Bpipe implements dynamic concurrency in a somewhat subtle manner. When a command asks
for a value for `$threads`, Bpipe needs to decide what other tasks the current
pool of available threads should be shared with. If it simply calculates this
value immediately then the first command that tries to use $threads will get
allocated all the remaining concurrency slots and others will have none
available. To avoid this, when a command asks for `$threads`, Bpipe pauses the
current branch and waits until all concurrently executing paths in the pipeline
are either executing tasks or have also requested `$threads`. Then the threads
are divided up among all the requestors, and allocated fairly. 
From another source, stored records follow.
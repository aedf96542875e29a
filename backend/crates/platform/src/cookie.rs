//! Cookie Management Infrastructure
//!
//! Common cookie handling utilities and configuration.

use axum::http::{HeaderMap, header};

/// SameSite policy for cookies
#[derive(Debug, Clone, Copy, PartialEq, Eq, Default)]
pub enum SameSite {
    Strict,
    #[default]
    Lax,
    None,
}

impl SameSite {
    pub fn as_str(&self) -> &'static str {
        match self {
            SameSite::Strict => "Strict",
            SameSite::Lax => "Lax",
            SameSite::None => "None",
        }
    }
}

/// Cookie configuration
#[derive(Debug, Clone)]
pub struct CookieConfig {
    pub name: String,
    pub secure: bool,
    pub http_only: bool,
    pub same_site: SameSite,
    pub path: String,
    pub max_age_secs: Option<i64>,
}

impl Default for CookieConfig {
    fn default() -> Self {
        Self {
            name: "session".to_string(),
            secure: true,
            http_only: true,
            same_site: SameSite::Lax,
            path: "/".to_string(),
            max_age_secs: None,
        }
    }
}

impl CookieConfig {
    /// Build Set-Cookie header value
    pub fn build_set_cookie(&self, value: &str) -> String {
        let mut cookie = format!("{}={}", self.name, value);

        if self.http_only {
            cookie.push_str("; HttpOnly");
        }
        if self.secure {
            cookie.push_str("; Secure");
        }
        cookie.push_str(&format!("; SameSite={}", self.same_site.as_str()));
        cookie.push_str(&format!("; Path={}", self.path));

        if let Some(max_age) = self.max_age_secs {
            cookie.push_str(&format!("; Max-Age={}", max_age));
        }

        cookie
    }

    /// Build Set-Cookie header for deletion (expired)
    pub fn build_delete_cookie(&self) -> String {
        format!("{}=; HttpOnly; Path={}; Max-Age=0", self.name, self.path)
    }
}

/// Extract a cookie value from headers
pub fn extract_cookie(headers: &HeaderMap, name: &str) -> Option<String> {
    headers
        .get(header::COOKIE)?
        .to_str()
        .ok()?
        .split(';')
        .find_map(|cookie| {
            let (key, value) = cookie.trim().split_once('=')?;

            if key == name {
                Some(value.to_string())
            } else {
                None
            }
        })
}

#[cfg(test)]
mod tests {
    use super::*;
    use axum::http::HeaderValue;

    #[test]
    fn test_cookie_config_build() {
        let config = CookieConfig {
            name: "session_token".to_string(),
            secure: true,
            http_only: true,
            same_site: SameSite::Lax,
            path: "/api".to_string(),
            max_age_secs: Some(3600),
        };

        let cookie = config.build_set_cookie("value123");
        assert!(cookie.contains("session_token=value123"));
        assert!(cookie.contains("HttpOnly"));
        assert!(cookie.contains("Secure"));
        assert!(cookie.contains("SameSite=Lax"));
        assert!(cookie.contains("Path=/api"));
        assert!(cookie.contains("Max-Age=3600"));
    }

    #[test]
    fn test_delete_cookie() {
        let config = CookieConfig::default();
        let cookie = config.build_delete_cookie();
        assert!(cookie.contains("Max-Age=0"));
    }

    #[test]
    fn test_extract_cookie() {
        let mut headers = HeaderMap::new();
        headers.insert(
            header::COOKIE,
            HeaderValue::from_static("foo=bar; session=abc123; other=xyz"),
        );

        assert_eq!(
            extract_cookie(&headers, "session"),
            Some("abc123".to_string())
        );
        assert_eq!(extract_cookie(&headers, "foo"), Some("bar".to_string()));
        assert_eq!(extract_cookie(&headers, "missing"), None);
    }
}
In general, the above process results in a "fair" allocation of threads to
competing tasks, but you should be aware that "greedy" behavior can still
emerge for tasks that are scattered apart in time. For this reason, it can be
useful to set an upper limit on how many threads Bpipe will give to any one
task. You can do this by setting the `max_per_command_threads` variable in
`bpipe.config`. This will limit the total number of threads that can be
allocated.

Another approach to this is to specify thread allocation ranges in the 
configuration of your commands via the `procs` variable. For example, we
can reserve between 2 and 8 threads for bwa in the previous example by 
specifying in bpipe.config:

```
commands {
    bwa {
        procs=2..8
    }
}
```
This will allow Bpipe to set $threads to anything between 2 and 8.


### Limitations

1. When you run stages in parallel, you should always use the Bpipe specified output file (defined for you as the $output variable) rather than hard coding the file names.  This is needed because when you define output files yourself Bpipe detects the creation of the files and interprets them as outputs of whatever pipeline stage is currently executing.  However with multiple stages executing this detection can assign the the output to the wrong pipeline stage or even the wrong parallel instance of the correct pipeline stage.  If you wish to "hard code" the file name that is output from a stage (or part of a stage) you can still do so, but you should do it by wrapping the command that creates that output with a Produce statement, for example:
```groovy 

hello = {
  produce("hello.txt") {
    exec "cp $input $output"
  }
}
```

Even this is not recommended because you may end up overwriting your output files from multiple parallel threads if you are not careful.  In general, whenever you can, let Bpipe manage the names of your files and just give it hints to make them look the way you want.